In materials science Functionally Graded Materials (FGMs) may be characterized by the variation in composition and structure gradually over volume, resulting in corresponding changes in the properties of the material. The materials can be designed for specific function and applications. Various approaches based on the bulk (particulate processing), preform processing, layer processing and melt processing are used to fabricate the functionally graded materials.

History
The concept of FGM was first considered in Japan in 1984 during a space plane project, where a combination of materials used would serve the purpose of a thermal barrier capable of withstanding a surface temperature of 2000 K and a temperature gradient of 1000 K across a 10 mm section. In recent years this concept has become more popular in Europe, particularly in Germany. A transregional collaborative research center (SFB Transregio) is funded since 2006 in order to exploit the potential of grading monomaterials, such as steel, aluminium and polypropylen, by using thermomechanically coupled manufacturing processes.

General information
The basic structural units of FGMs are elements or material ingredients represented by maxel. The term maxel was introduced in 2005 by Rajeev Dwivedi and Radovan Kovacevic at Research Center for Advanced Manufacturing (RCAM). The attributes of maxel include the location and volume fraction of individual material components.

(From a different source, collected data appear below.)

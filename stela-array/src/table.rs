// Licensed to the Apache Software Foundation (ASF) under one
// or more contributor license agreements.  See the NOTICE file
// distributed with this work for additional information
// regarding copyright ownership.  The ASF licenses this file
// to you under the Apache License, Version 2.0 (the
// "License"); you may not use this file except in compliance
// with the License.  You may obtain a copy of the License at
//
//   http://www.apache.org/licenses/LICENSE-2.0
//
// Unless required by applicable law or agreed to in writing,
// software distributed under the License is distributed on an
// "AS IS" BASIS, WITHOUT WARRANTIES OR CONDITIONS OF ANY
// KIND, either express or implied.  See the License for the
// specific language governing permissions and limitations
// under the License.

use stela_schema::{SchemaRef, StelaError};

use crate::column::Column;

/// A named collection of columns conforming to a schema.
///
/// Like [`Column`], construction never validates, so a table can be
/// assembled in stages; [`validate_columns`](Self::validate_columns)
/// is the explicit integrity check.
#[derive(Debug, Clone)]
pub struct Table {
    name: String,
    schema: SchemaRef,
    columns: Vec<Column>,
}

impl Table {
    /// Creates a table from a name, schema and columns
    pub fn new(name: impl Into<String>, schema: SchemaRef, columns: Vec<Column>) -> Self {
        Self {
            name: name.into(),
            schema,
            columns,
        }
    }

    /// The table's name
    pub fn name(&self) -> &str {
        &self.name
    }

    /// The table's schema
    pub fn schema(&self) -> &SchemaRef {
        &self.schema
    }

    /// The number of columns
    pub fn num_columns(&self) -> usize {
        self.columns.len()
    }

    /// The number of rows, taken from the first column
    pub fn num_rows(&self) -> usize {
        self.columns.first().map_or(0, |c| c.len())
    }

    /// The column at position `i`
    ///
    /// # Panics
    ///
    /// Panics if `i` is out of bounds
    pub fn column(&self, i: usize) -> &Column {
        &self.columns[i]
    }

    /// The columns in schema order
    pub fn columns(&self) -> &[Column] {
        &self.columns
    }

    /// Checks the columns against the schema: one column per field,
    /// pairwise-equal fields in order, and a uniform row count.
    ///
    /// Pure read-only check: returns `Ok` or an
    /// [`StelaError::Invalid`] describing the first offending column;
    /// never mutates the table.
    pub fn validate_columns(&self) -> Result<(), StelaError> {
        if self.columns.len() != self.schema.num_fields() {
            return Err(StelaError::Invalid(format!(
                "table '{}' has {} columns but its schema has {} fields",
                self.name,
                self.columns.len(),
                self.schema.num_fields()
            )));
        }
        for (i, (column, field)) in
            self.columns.iter().zip(self.schema.fields()).enumerate()
        {
            if column.field() != field {
                return Err(StelaError::Invalid(format!(
                    "table '{}': column {i} has field '{}', expected '{field}'",
                    self.name,
                    column.field()
                )));
            }
        }
        let num_rows = self.num_rows();
        for (i, column) in self.columns.iter().enumerate() {
            if column.len() != num_rows {
                return Err(StelaError::Invalid(format!(
                    "table '{}': column {i} has {} rows, expected {num_rows}",
                    self.name,
                    column.len()
                )));
            }
        }
        Ok(())
    }
}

A maxel is also used in the context of the additive manufacturing processes (such as stereolithography, selective laser sintering, fused deposition modeling, etc.) to describe a physical voxel (a portmanteau of the words 'volume' and 'element'), which defines the build resolution of either a rapid prototyping or rapid manufacturing process, or the resolution of a design produced by such fabrication means.

Applications
There are many areas of application for FGM. The concept is to make a composite material by varying the microstructure from one material to another material with a specific gradient. This enables the material to have the best of both materials. If it is for thermal, or corrosive resistance or malleability and toughness both strengths of the material may be used to avoid corrosion, fatigue, fracture and stress corrosion cracking.

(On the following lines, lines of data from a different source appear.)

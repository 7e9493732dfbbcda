// Licensed to the Apache Software Foundation (ASF) under one
// or more contributor license agreements.  See the NOTICE file
// distributed with this work for additional information
// regarding copyright ownership.  The ASF licenses this file
// to you under the Apache License, Version 2.0 (the
// "License"); you may not use this file except in compliance
// with the License.  You may obtain a copy of the License at
//
//   http://www.apache.org/licenses/LICENSE-2.0
//
// Unless required by applicable law or agreed to in writing,
// software distributed under the License is distributed on an
// "AS IS" BASIS, WITHOUT WARRANTIES OR CONDITIONS OF ANY
// KIND, either express or implied.  See the License for the
// specific language governing permissions and limitations
// under the License.

//! Types of shared memory regions

mod boolean;
pub use boolean::*;

mod immutable;
pub use immutable::*;

mod mutable;
pub use mutable::*;

mod null;
pub use null::*;

mod scalar;
pub use scalar::*;

use std::ptr::NonNull;

use crate::alloc::ALIGNMENT;

/// The well-aligned placeholder pointer of empty buffers.
///
/// `NonNull::dangling` would be aligned only for `u8`; typed views over
/// empty buffers need the full buffer alignment.
#[inline]
pub(crate) fn dangling_ptr() -> NonNull<u8> {
    // Safety: ALIGNMENT is a non-zero address
    unsafe { NonNull::new_unchecked(ALIGNMENT as *mut u8) }
}
// Licensed to the Apache Software Foundation (ASF) under one
// or more contributor license agreements.  See the NOTICE file
// distributed with this work for additional information
// regarding copyright ownership.  The ASF licenses this file
// to you under the Apache License, Version 2.0 (the
// "License"); you may not use this file except in compliance
// with the License.  You may obtain a copy of the License at
//
//   http://www.apache.org/licenses/LICENSE-2.0
//
// Unless required by applicable law or agreed to in writing,
// software distributed under the License is distributed on an
// "AS IS" BASIS, WITHOUT WARRANTIES OR CONDITIONS OF ANY
// KIND, either express or implied.  See the License for the
// specific language governing permissions and limitations
// under the License.

use stela_schema::DataType;

use crate::array::ArrayRef;

/// A logical column split across multiple non-contiguous array
/// segments, all sharing one type.
///
/// The same-type invariant is not enforced at construction — staged
/// assembly is allowed — but is checked by
/// [`Column::validate_data`](crate::Column::validate_data) once the
/// chunks are attached to a field. Totals are accumulated when the
/// chunk sequence is built, so the length and null-count accessors are
/// O(1).
#[derive(Debug, Clone)]
pub struct ChunkedArray {
    chunks: Vec<ArrayRef>,
    length: usize,
    null_count: usize,
}

impl ChunkedArray {
    /// Creates a chunked array over `chunks`
    pub fn new(chunks: Vec<ArrayRef>) -> Self {
        let length = chunks.iter().map(|c| c.len()).sum();
        let null_count = chunks.iter().map(|c| c.null_count()).sum();
        Self {
            chunks,
            length,
            null_count,
        }
    }

    /// The total number of values across all chunks
    pub fn len(&self) -> usize {
        self.length
    }

    /// Returns true when no chunk holds any value
    pub fn is_empty(&self) -> bool {
        self.length == 0
    }

    /// The total number of logically null values across all chunks
    pub fn null_count(&self) -> usize {
        self.null_count
    }

    /// The number of chunks
    pub fn num_chunks(&self) -> usize {
        self.chunks.len()
    }

    /// The chunk at position `i`
    ///
    /// # Panics
    ///
    /// Panics if `i` is out of bounds
    pub fn chunk(&self, i: usize) -> &ArrayRef {
        &self.chunks[i]
    }

    /// The chunks in order
    pub fn chunks(&self) -> &[ArrayRef] {
        &self.chunks
    }

    /// The shared type of the chunks, `None` when there are none
    pub fn data_type(&self) -> Option<DataType> {
        self.chunks.first().map(|c| c.data_type())
    }
}

#[cfg(test)]
mod tests {
    use super::*;
    use crate::builder::Int32Builder;
    use std::sync::Arc;
    use stela_buffer::default_pool;

    #[test]
    fn test_totals_across_chunks() {
        let mut builder = Int32Builder::new(default_pool(), 0);
        builder
            .append_values(&[1, 2, 3], Some(&[true, false, true]))
            .unwrap();
        let first: ArrayRef = Arc::new(builder.finish().into());

        builder.append_values(&[4, 5], Some(&[false, true])).unwrap();
        let second: ArrayRef = Arc::new(builder.finish().into());

        let chunked = ChunkedArray::new(vec![first, second]);
        assert_eq!(chunked.len(), 5);
        assert_eq!(chunked.null_count(), 2);
        assert_eq!(chunked.num_chunks(), 2);
        assert_eq!(chunked.data_type(), Some(DataType::Int32));
        assert_eq!(chunked.chunk(1).len(), 2);
    }

    #[test]
    fn test_empty() {
        let chunked = ChunkedArray::new(vec![]);
        assert!(chunked.is_empty());
        assert_eq!(chunked.data_type(), None);
        assert_eq!(chunked.null_count(), 0);
    }
}
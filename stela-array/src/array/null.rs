// Licensed to the Apache Software Foundation (ASF) under one
// or more contributor license agreements.  See the NOTICE file
// distributed with this work for additional information
// regarding copyright ownership.  The ASF licenses this file
// to you under the Apache License, Version 2.0 (the
// "License"); you may not use this file except in compliance
// with the License.  You may obtain a copy of the License at
//
//   http://www.apache.org/licenses/LICENSE-2.0
//
// Unless required by applicable law or agreed to in writing,
// software distributed under the License is distributed on an
// "AS IS" BASIS, WITHOUT WARRANTIES OR CONDITIONS OF ANY
// KIND, either express or implied.  See the License for the
// specific language governing permissions and limitations
// under the License.

use stela_schema::DataType;

/// An array of type `null`: no backing storage, every slot implicitly
/// null
#[derive(Debug, Clone)]
pub struct NullArray {
    len: usize,
}

impl NullArray {
    /// Creates a new [`NullArray`] of the specified length
    pub fn new(len: usize) -> Self {
        Self { len }
    }

    /// The logical type of this array
    pub fn data_type(&self) -> DataType {
        DataType::Null
    }

    /// The number of slots
    #[inline]
    pub fn len(&self) -> usize {
        self.len
    }

    /// Returns true when the array holds no slots
    #[inline]
    pub fn is_empty(&self) -> bool {
        self.len == 0
    }

    /// Every slot is null, so this equals the length
    pub fn null_count(&self) -> usize {
        self.len
    }

    /// Always true for in-bounds indices
    ///
    /// # Panics
    ///
    /// Panics if `i >= len`
    pub fn is_null(&self, i: usize) -> bool {
        assert!(i < self.len, "index {i} out of bounds");
        true
    }

    /// Always false for in-bounds indices
    pub fn is_valid(&self, i: usize) -> bool {
        !self.is_null(i)
    }
}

The transition between the two materials can usually be approximated by means of a power series.
The aircraft and aerospace industry and the computer circuit industry are very interested in the possibility of materials that can withstand very high thermal gradients. This is normally achieved by using a ceramic layer connected with a metallic layer.

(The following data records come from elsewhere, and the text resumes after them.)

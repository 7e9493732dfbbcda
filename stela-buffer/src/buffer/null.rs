// Licensed to the Apache Software Foundation (ASF) under one
// or more contributor license agreements.  See the NOTICE file
// distributed with this work for additional information
// regarding copyright ownership.  The ASF licenses this file
// to you under the Apache License, Version 2.0 (the
// "License"); you may not use this file except in compliance
// with the License.  You may obtain a copy of the License at
//
//   http://www.apache.org/licenses/LICENSE-2.0
//
// Unless required by applicable law or agreed to in writing,
// software distributed under the License is distributed on an
// "AS IS" BASIS, WITHOUT WARRANTIES OR CONDITIONS OF ANY
// KIND, either express or implied.  See the License for the
// specific language governing permissions and limitations
// under the License.

use std::sync::Arc;

use stela_schema::StelaError;

use crate::buffer::BooleanBuffer;
use crate::pool::MemoryPool;
use crate::{Buffer, MutableBuffer};

/// A bit-packed validity mask with a cached null count.
///
/// A `0` bit marks the element at that position as logically null.
#[derive(Debug, Clone, Eq, PartialEq)]
pub struct NullBuffer {
    buffer: BooleanBuffer,
    null_count: usize,
}

impl NullBuffer {
    /// Create a new [`NullBuffer`], computing the null count
    pub fn new(buffer: BooleanBuffer) -> Self {
        let null_count = buffer.len() - buffer.count_set_bits();
        Self { buffer, null_count }
    }

    /// Create a new [`NullBuffer`] of length `len` where every value is
    /// null
    pub fn new_null(pool: Arc<dyn MemoryPool>, len: usize) -> Result<Self, StelaError> {
        let num_bytes = crate::util::bit_util::ceil(len, 8);
        let buffer = MutableBuffer::from_len_zeroed(pool, num_bytes)?.freeze();
        Ok(Self {
            buffer: BooleanBuffer::new(buffer, 0, len),
            null_count: len,
        })
    }

    /// Create a new [`NullBuffer`] with the provided `buffer` and
    /// `null_count`
    ///
    /// # Safety
    ///
    /// `buffer` must contain exactly `null_count` `0` bits
    pub unsafe fn new_unchecked(buffer: BooleanBuffer, null_count: usize) -> Self {
        Self { buffer, null_count }
    }

    /// Returns the length of this [`NullBuffer`]
    #[inline]
    pub fn len(&self) -> usize {
        self.buffer.len()
    }

    /// Returns true if this [`NullBuffer`] is empty
    #[inline]
    pub fn is_empty(&self) -> bool {
        self.buffer.is_empty()
    }

    /// Returns the number of logically null positions
    #[inline]
    pub fn null_count(&self) -> usize {
        self.null_count
    }

    /// Returns `true` if the value at `idx` is not null
    #[inline]
    pub fn is_valid(&self, idx: usize) -> bool {
        self.buffer.is_set(idx)
    }

    /// Returns `true` if the value at `idx` is null
    #[inline]
    pub fn is_null(&self, idx: usize) -> bool {
        !self.is_valid(idx)
    }

    /// Returns the packed validity bytes, including any offset
    #[inline]
    pub fn validity(&self) -> &[u8] {
        self.buffer.values()
    }

    /// Returns the inner [`BooleanBuffer`]
    #[inline]
    pub fn inner(&self) -> &BooleanBuffer {
        &self.buffer
    }

    /// Returns the underlying [`Buffer`]
    #[inline]
    pub fn buffer(&self) -> &Buffer {
        self.buffer.inner()
    }
}

#[cfg(test)]
mod tests {
    use super::*;
    use crate::default_pool;
    use crate::util::bit_util;

    #[test]
    fn test_null_count_is_cached_at_construction() {
        let mut bytes = vec![0u8; 1];
        bit_util::set_bit(&mut bytes, 0);
        bit_util::set_bit(&mut bytes, 2);
        let buffer = BooleanBuffer::new(Buffer::from_slice_ref(&bytes).unwrap(), 0, 3);

        let nulls = NullBuffer::new(buffer);
        assert_eq!(nulls.len(), 3);
        assert_eq!(nulls.null_count(), 1);
        assert!(nulls.is_valid(0));
        assert!(nulls.is_null(1));
        assert!(nulls.is_valid(2));
    }

    #[test]
    fn test_new_null() {
        let nulls = NullBuffer::new_null(default_pool(), 10).unwrap();
        assert_eq!(nulls.len(), 10);
        assert_eq!(nulls.null_count(), 10);
        assert!((0..10).all(|i| nulls.is_null(i)));
    }
}
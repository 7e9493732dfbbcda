// Licensed to the Apache Software Foundation (ASF) under one
// or more contributor license agreements.  See the NOTICE file
// distributed with this work for additional information
// regarding copyright ownership.  The ASF licenses this file
// to you under the Apache License, Version 2.0 (the
// "License"); you may not use this file except in compliance
// with the License.  You may obtain a copy of the License at
//
//   http://www.apache.org/licenses/LICENSE-2.0
//
// Unless required by applicable law or agreed to in writing,
// software distributed under the License is distributed on an
// "AS IS" BASIS, WITHOUT WARRANTIES OR CONDITIONS OF ANY
// KIND, either express or implied.  See the License for the
// specific language governing permissions and limitations
// under the License.

use std::sync::Arc;

use stela_buffer::{BooleanBufferBuilder, MemoryPool, NullBufferBuilder};
use stela_schema::StelaError;

use crate::array::BooleanArray;

/// Array builder for bit-packed booleans.
///
/// Mirrors [`PrimitiveBuilder`](crate::builder::PrimitiveBuilder) for
/// the one kind whose values are bits rather than whole bytes.
#[derive(Debug)]
pub struct BooleanBuilder {
    values_builder: BooleanBufferBuilder,
    null_buffer_builder: NullBufferBuilder,
}

impl BooleanBuilder {
    /// Creates a new builder over `pool`; see
    /// [`PrimitiveBuilder::new`](crate::builder::PrimitiveBuilder::new)
    /// for the meaning of `capacity`
    pub fn new(pool: Arc<dyn MemoryPool>, capacity: usize) -> Self {
        Self {
            values_builder: BooleanBufferBuilder::new(pool.clone()),
            null_buffer_builder: NullBufferBuilder::new(pool, capacity),
        }
    }

    /// Returns the number of accumulated positions
    pub fn len(&self) -> usize {
        self.values_builder.len()
    }

    /// Returns whether nothing has been appended since the last finish
    pub fn is_empty(&self) -> bool {
        self.values_builder.is_empty()
    }

    /// Appends a valid value
    #[inline]
    pub fn append_value(&mut self, v: bool) -> Result<(), StelaError> {
        self.null_buffer_builder.append_non_null()?;
        self.values_builder.append(v)
    }

    /// Appends a null position
    #[inline]
    pub fn append_null(&mut self) -> Result<(), StelaError> {
        self.null_buffer_builder.append_null()?;
        self.values_builder.append(false)
    }

    /// Appends `Some` as a valid value and `None` as a null
    #[inline]
    pub fn append_option(&mut self, v: Option<bool>) -> Result<(), StelaError> {
        match v {
            None => self.append_null(),
            Some(v) => self.append_value(v),
        }
    }

    /// Appends a slice of valid values
    pub fn append_slice(&mut self, values: &[bool]) -> Result<(), StelaError> {
        self.null_buffer_builder.append_n_non_nulls(values.len())?;
        self.values_builder.append_slice(values)
    }

    /// Appends values with their validity flags; `None` validity means
    /// every value is valid
    pub fn append_values(
        &mut self,
        values: &[bool],
        validity: Option<&[bool]>,
    ) -> Result<(), StelaError> {
        let Some(validity) = validity else {
            return self.append_slice(values);
        };
        if values.len() != validity.len() {
            return Err(StelaError::Invalid(format!(
                "value and validity lengths must be equal: {} vs {}",
                values.len(),
                validity.len()
            )));
        }
        self.null_buffer_builder.append_slice(validity)?;
        self.values_builder.append_slice(values)
    }

    /// Packages the accumulated bits into a [`BooleanArray`] and resets
    /// the builder to a fresh empty state
    pub fn finish(&mut self) -> BooleanArray {
        let values = self.values_builder.finish();
        let nulls = self.null_buffer_builder.finish();
        BooleanArray::new_unchecked(values, nulls)
    }
}

#[cfg(test)]
mod tests {
    use super::*;
    use stela_buffer::default_pool;

    #[test]
    fn test_append_and_finish() {
        let mut builder = BooleanBuilder::new(default_pool(), 0);
        builder.append_value(true).unwrap();
        builder.append_null().unwrap();
        builder.append_slice(&[false, true]).unwrap();

        let array = builder.finish();
        assert_eq!(array.len(), 4);
        assert_eq!(array.null_count(), 1);
        assert!(array.value(0));
        assert!(array.is_null(1));
        assert!(!array.value(2));
        assert!(array.value(3));
    }

    #[test]
    fn test_reusable_after_finish() {
        let mut builder = BooleanBuilder::new(default_pool(), 0);
        builder.append_slice(&[true, false]).unwrap();
        let first = builder.finish();

        builder.append_option(None).unwrap();
        let second = builder.finish();

        assert_eq!(first.len(), 2);
        assert_eq!(second.len(), 1);
        assert_eq!(second.null_count(), 1);
    }
}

The Air Vehicles Directorate has conducted a Quasi-static bending test results of functionally graded titanium/titanium boride test specimens which can be seen below. The test correlated to the finite element analysis (FEA) using a quadrilateral mesh with each element having its own structural and thermal properties.

Advanced Materials and Processes Strategic Research Programme (AMPSRA) have done analysis on producing a thermal barrier coating using Zr02 and NiCoCrAlY. Their results have proved successful but no results of the analytical model are published.

The rendition of the term that relates to the additive fabrication processes has its origins at the RMRG (Rapid Manufacturing Research Group) at Loughborough University in the United Kingdom. The term forms a part of a descriptive taxonomy of terms relating directly to various particulars relating to the additive CAD-CAM manufacturing processes, originally established as a part of the research conducted by architect Thomas Modeen into the application of the aforementioned 
techniques in the context of architecture.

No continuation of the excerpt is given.